No he didn't. He withdrew them as proof of concept. Right now it's not even clear who he should give them back to. Furthermore, unless he caused the selloff there was nothing wrong with putting in his $0.0101 order. I suspect the bitter people on the bitcoin forum are the ones who had $0.01 orders in and assumed that fractional values would be rounded down the the nearest cent. They were hoping to make some easy money from others' misfortune and are angry because they were outwitted.
The 643 he has are 'worth' $10K at the $17/btc rate. That would be triple the $3000 he 'had in his account' so either way that would be not a bad return on $3K.

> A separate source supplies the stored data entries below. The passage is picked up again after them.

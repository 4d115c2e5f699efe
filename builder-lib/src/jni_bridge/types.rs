//! Global state for JNI bridge
//!
//! The config is installed at most once through `configure`; calls made
//! before that run with the defaults.

use crate::builder::QueryBuilder;
use crate::types::BuilderConfig;
use std::sync::OnceLock;

/// Logcat tag
pub const LOG_TAG: &str = "builder";

/// Global query builder
pub static BUILDER: OnceLock<QueryBuilder> = OnceLock::new();

/// Builder for the current call, falling back to the default config
pub fn builder() -> &'static QueryBuilder {
    BUILDER.get_or_init(QueryBuilder::default)
}

/// Install `config` unless a builder is already in place
pub fn install(config: BuilderConfig) -> bool {
    BUILDER.set(QueryBuilder::new(config)).is_ok()
}

/// Initialize Android logger, only the first call has any effect
pub fn init_logger() {
    android_logger::init_once(
        android_logger::Config::default()
            .with_max_level(log::LevelFilter::Debug)
            .with_tag(LOG_TAG),
    );
}
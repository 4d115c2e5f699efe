use std::{fmt, io, result};

use thiserror::Error;

#[derive(Error, Debug)]
pub enum Error {
    #[error("config error: {0}")]
    Config(String),

    #[error("io error: {0}")]
    Io(#[from] io::Error),

    #[cfg(target_os = "android")]
    #[error("jni error: {0}")]
    Jni(#[from] jni::errors::Error),
}

impl From<toml::de::Error> for Error {
    fn from(value: toml::de::Error) -> Self {
        Error::Config(value.to_string())
    }
}

pub type Result<T> = result::Result<T, Error>;

impl Error {
    pub fn config<T: fmt::Display>(inner: T) -> Self {
        Self::Config(inner.to_string())
    }
}
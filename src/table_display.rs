use comfy_table::{Attribute, Cell, ContentArrangement, Table};
use crossterm::style::Stylize;

use employee_directory::data::data_provider::DataProvider;
use employee_directory::ui::table_renderer::EMPTY_MESSAGE;

/// Print the provider's rows as a table on stdout
pub fn display_results(provider: &dyn DataProvider) {
    let row_count = provider.get_row_count();
    if row_count == 0 {
        println!("{}", EMPTY_MESSAGE.yellow());
        return;
    }

    let mut table = Table::new();
    table.set_content_arrangement(ContentArrangement::Dynamic);

    let headers: Vec<Cell> = provider
        .get_column_names()
        .into_iter()
        .map(|name| Cell::new(name).add_attribute(Attribute::Bold))
        .collect();
    table.set_header(headers);

    for row in provider.get_visible_rows(0, row_count) {
        table.add_row(row);
    }

    println!("{table}");
}
use employee_directory::data::columns::find_column;
use employee_directory::data::data_provider::{DataProvider, SortOrder};
use employee_directory::data::employee::EmployeeStore;
use employee_directory::data::employee_view::{EmployeeView, SortState};
use employee_directory::data::filter_pipeline::{DepartmentFilter, FilterState, StatusFilter};

fn view() -> EmployeeView {
    EmployeeView::new(EmployeeStore::embedded().unwrap())
}

#[test]
fn test_new_view_shows_all_rows() {
    let view = view();
    assert_eq!(view.row_count(), view.total_count());
    assert_eq!(view.get_column_count(), 15);
    assert!(view.sort_state().is_none());
}

#[test]
fn test_sort_by_salary_descending() {
    let mut view = view();
    view.sort_by(find_column("Salary").unwrap(), SortOrder::Descending)
        .unwrap();

    let salaries: Vec<f64> = view.records().map(|r| r.salary).collect();
    assert!(salaries.windows(2).all(|w| w[0] >= w[1]));
}

#[test]
fn test_sort_survives_filter_change() {
    let mut view = view();
    let age = find_column("age").unwrap();
    view.sort_by(age, SortOrder::Ascending).unwrap();

    view.apply_filter(&FilterState::new(
        "",
        DepartmentFilter::All,
        StatusFilter::Active,
    ));

    assert_eq!(
        view.sort_state(),
        Some(SortState {
            column: age,
            order: SortOrder::Ascending
        })
    );
    let ages: Vec<u32> = view.records().map(|r| r.age).collect();
    assert!(ages.windows(2).all(|w| w[0] <= w[1]));
    assert!(view.records().all(|r| r.is_active));
}

#[test]
fn test_toggle_sort_cycles_and_restores_filter_order() {
    let mut view = view();
    let original = view.visible_row_indices().to_vec();
    let last_name = find_column("lastName").unwrap();

    let first = view.toggle_sort(last_name).unwrap();
    assert_eq!(first.map(|s| s.order), Some(SortOrder::Ascending));

    let second = view.toggle_sort(last_name).unwrap();
    assert_eq!(second.map(|s| s.order), Some(SortOrder::Descending));

    let third = view.toggle_sort(last_name).unwrap();
    assert!(third.is_none());
    assert_eq!(view.visible_row_indices(), original.as_slice());
}

#[test]
fn test_sort_out_of_bounds_is_error() {
    let mut view = view();
    assert!(view.sort_by(99, SortOrder::Ascending).is_err());
    assert!(view.sort_state().is_none());
}

#[test]
fn test_provider_rows_use_display_formatting() {
    let mut view = view();
    view.apply_filter(&FilterState::new(
        "sarah",
        DepartmentFilter::All,
        StatusFilter::All,
    ));

    let row = view.get_row(0).unwrap();
    assert_eq!(row[find_column("id").unwrap()], "1");
    assert_eq!(row[find_column("salary").unwrap()], "$125,000");
    assert_eq!(row[find_column("hireDate").unwrap()], "3/15/2019");
    assert_eq!(row[find_column("skills").unwrap()], "Rust, TypeScript, Kubernetes");
    assert!(view.get_row(1).is_none());
}

#[test]
fn test_visible_rows_window() {
    let view = view();
    let window = view.get_visible_rows(20, 10);
    assert_eq!(window.len(), view.row_count() - 20);
}
use anyhow::{anyhow, Context, Result};
use chrono::NaiveDate;
use serde::{Deserialize, Serialize};
use std::collections::HashSet;
use std::path::Path;
use std::sync::Arc;

use crate::data::filter_pipeline::department_options;

/// Dataset compiled into the binary; loaded once at startup
const EMBEDDED_DATASET: &str = include_str!("../../data/employees.json");

/// A single row of the directory. Field names follow the JSON source
/// (`firstName`, `hireDate`, `isActive`, ...).
#[derive(Debug, Clone, PartialEq, Serialize, Deserialize)]
#[serde(rename_all = "camelCase")]
pub struct EmployeeRecord {
    pub id: u32,
    pub first_name: String,
    pub last_name: String,
    pub email: String,
    pub department: String,
    pub position: String,
    pub salary: f64,
    pub hire_date: NaiveDate,
    pub age: u32,
    pub location: String,
    pub performance_rating: f64,
    pub projects_completed: u32,
    pub is_active: bool,
    #[serde(default)]
    pub skills: Vec<String>,
    /// `null` and a missing key both deserialize to `None`
    #[serde(default)]
    pub manager: Option<String>,
}

/// Read-only, shared sequence of employees.
///
/// Cloning is cheap: the records live behind an `Arc` and are never
/// mutated after construction.
#[derive(Debug, Clone)]
pub struct EmployeeStore {
    records: Arc<[EmployeeRecord]>,
}

impl EmployeeStore {
    /// Build a store, rejecting duplicate ids
    pub fn new(records: Vec<EmployeeRecord>) -> Result<Self> {
        let mut seen = HashSet::with_capacity(records.len());
        for record in &records {
            if !seen.insert(record.id) {
                return Err(anyhow!("Duplicate employee id {} in dataset", record.id));
            }
        }

        tracing::debug!(target: "store", "Loaded {} employee records", records.len());

        Ok(Self {
            records: records.into(),
        })
    }

    /// Load the dataset embedded at build time
    pub fn embedded() -> Result<Self> {
        Self::from_json_str(EMBEDDED_DATASET).context("Embedded employee dataset is malformed")
    }

    pub fn from_json_str(json: &str) -> Result<Self> {
        let records: Vec<EmployeeRecord> =
            serde_json::from_str(json).context("Failed to parse employee records")?;
        Self::new(records)
    }

    pub fn from_json_file<P: AsRef<Path>>(path: P) -> Result<Self> {
        let path = path.as_ref();
        let contents = std::fs::read_to_string(path)
            .with_context(|| format!("Failed to read dataset {}", path.display()))?;
        Self::from_json_str(&contents).with_context(|| format!("Invalid dataset {}", path.display()))
    }

    pub fn records(&self) -> &[EmployeeRecord] {
        &self.records
    }

    pub fn len(&self) -> usize {
        self.records.len()
    }

    pub fn is_empty(&self) -> bool {
        self.records.is_empty()
    }

    /// Look up a record by its id
    pub fn get(&self, id: u32) -> Option<&EmployeeRecord> {
        self.records.iter().find(|r| r.id == id)
    }

    /// Record at a position in load order
    pub fn get_by_index(&self, index: usize) -> Option<&EmployeeRecord> {
        self.records.get(index)
    }

    /// Department selector options: `"All"` followed by the sorted departments
    pub fn departments(&self) -> Vec<String> {
        department_options(&self.records)
    }
}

Raises other questions about whether clients can 'conspire' to hold records of sales (vs rolling back the transactions). In real 'cash' situations you have to give back the actual currency, in a bitcoin world its a rollback of the sell record, but now you've created Heisencoins have you not? Sold by some accounts, not sold by others?

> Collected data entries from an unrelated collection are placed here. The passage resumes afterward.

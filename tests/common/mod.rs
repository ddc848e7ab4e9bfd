#![allow(dead_code)]

use employee_directory::data::employee::{EmployeeRecord, EmployeeStore};

/// The two-record dataset used by the filter scenarios
pub fn ann_and_bo() -> EmployeeStore {
    let json = r#"[
        {
            "id": 1, "firstName": "Ann", "lastName": "Archer",
            "email": "ann@example.com", "department": "HR", "position": "Recruiter",
            "salary": 70000, "hireDate": "2020-01-06", "age": 30, "location": "Austin",
            "performanceRating": 4.0, "projectsCompleted": 3, "isActive": true,
            "skills": ["Excel"], "manager": null
        },
        {
            "id": 2, "firstName": "Bo", "lastName": "Brandt",
            "email": "bo@example.com", "department": "Eng", "position": "Developer",
            "salary": 95000, "hireDate": "2021-09-13", "age": 27, "location": "Denver",
            "performanceRating": 3.5, "projectsCompleted": 8, "isActive": false,
            "skills": ["Go"], "manager": "Ann"
        }
    ]"#;
    EmployeeStore::from_json_str(json).expect("fixture should parse")
}

pub fn ids(records: &[EmployeeRecord]) -> Vec<u32> {
    records.iter().map(|r| r.id).collect()
}
use chrono::Local;
use std::fs::{File, OpenOptions};
use std::io::Write;
use std::path::PathBuf;
use std::sync::{Mutex, OnceLock};

use crate::utils::app_paths::AppPaths;
use crate::utils::logging::LogEntry;

/// Echo every entry to stderr when set
pub const DEBUG_ENV_VAR: &str = "EMPLOYEE_DIRECTORY_DEBUG";

/// Global dual logger instance
static DUAL_LOGGER: OnceLock<DualLogger> = OnceLock::new();

/// File side of the logging pipeline; the ring buffer lives in `logging`
pub struct DualLogger {
    log_file: Mutex<Option<File>>,
    log_path: PathBuf,
}

impl DualLogger {
    pub fn new() -> Self {
        Self::in_dir(AppPaths::log_dir())
    }

    /// Open a timestamped log file in `log_dir`. Logging to file is best
    /// effort: if the file can't be opened, entries only reach the ring buffer.
    pub fn in_dir(log_dir: PathBuf) -> Self {
        let _ = std::fs::create_dir_all(&log_dir);

        let timestamp = Local::now().format("%Y%m%d_%H%M%S");
        let log_path = log_dir.join(format!("employee-directory_{}.log", timestamp));

        #[cfg(unix)]
        {
            let latest_path = log_dir.join("latest.log");
            let _ = std::fs::remove_file(&latest_path);
            let _ = std::os::unix::fs::symlink(&log_path, &latest_path);
        }

        let log_file = OpenOptions::new()
            .create(true)
            .append(true)
            .open(&log_path)
            .ok();

        Self {
            log_file: Mutex::new(log_file),
            log_path,
        }
    }

    pub fn write_entry(&self, entry: &LogEntry) {
        if let Ok(mut file_opt) = self.log_file.lock() {
            if let Some(ref mut file) = *file_opt {
                let _ = writeln!(file, "{}", entry.format_for_display());
                let _ = file.flush();
            }
        }

        if std::env::var_os(DEBUG_ENV_VAR).is_some() {
            eprintln!("{}", entry.format_for_display());
        }
    }

    /// Get the log file path
    pub fn log_path(&self) -> &PathBuf {
        &self.log_path
    }

    pub fn flush(&self) {
        if let Ok(mut file_opt) = self.log_file.lock() {
            if let Some(ref mut file) = *file_opt {
                let _ = file.flush();
            }
        }
    }
}

impl Default for DualLogger {
    fn default() -> Self {
        Self::new()
    }
}

/// Initialize the global dual logger
pub fn init_dual_logger() -> &'static DualLogger {
    DUAL_LOGGER.get_or_init(DualLogger::new)
}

Interesting to watch the intersection of the protocol and the reality.
I'm thinking of doing some bitcoin trading myself. It's like finding a free herd of sheep; eating them would be naughty and possibly illegal, but I'm seeing good opportunities in fleecing them and selling woolly sweaters to keep out the chill.
How can you fault a guy who does what traders try to do every single day? The fault is only with Mt Gox here and this isn't the first shady thing they've done (apparently even changing jurisdictions to avoid getting sued over previous abuses). Mt Gox are scum bags and deserve to be shut down at the very least.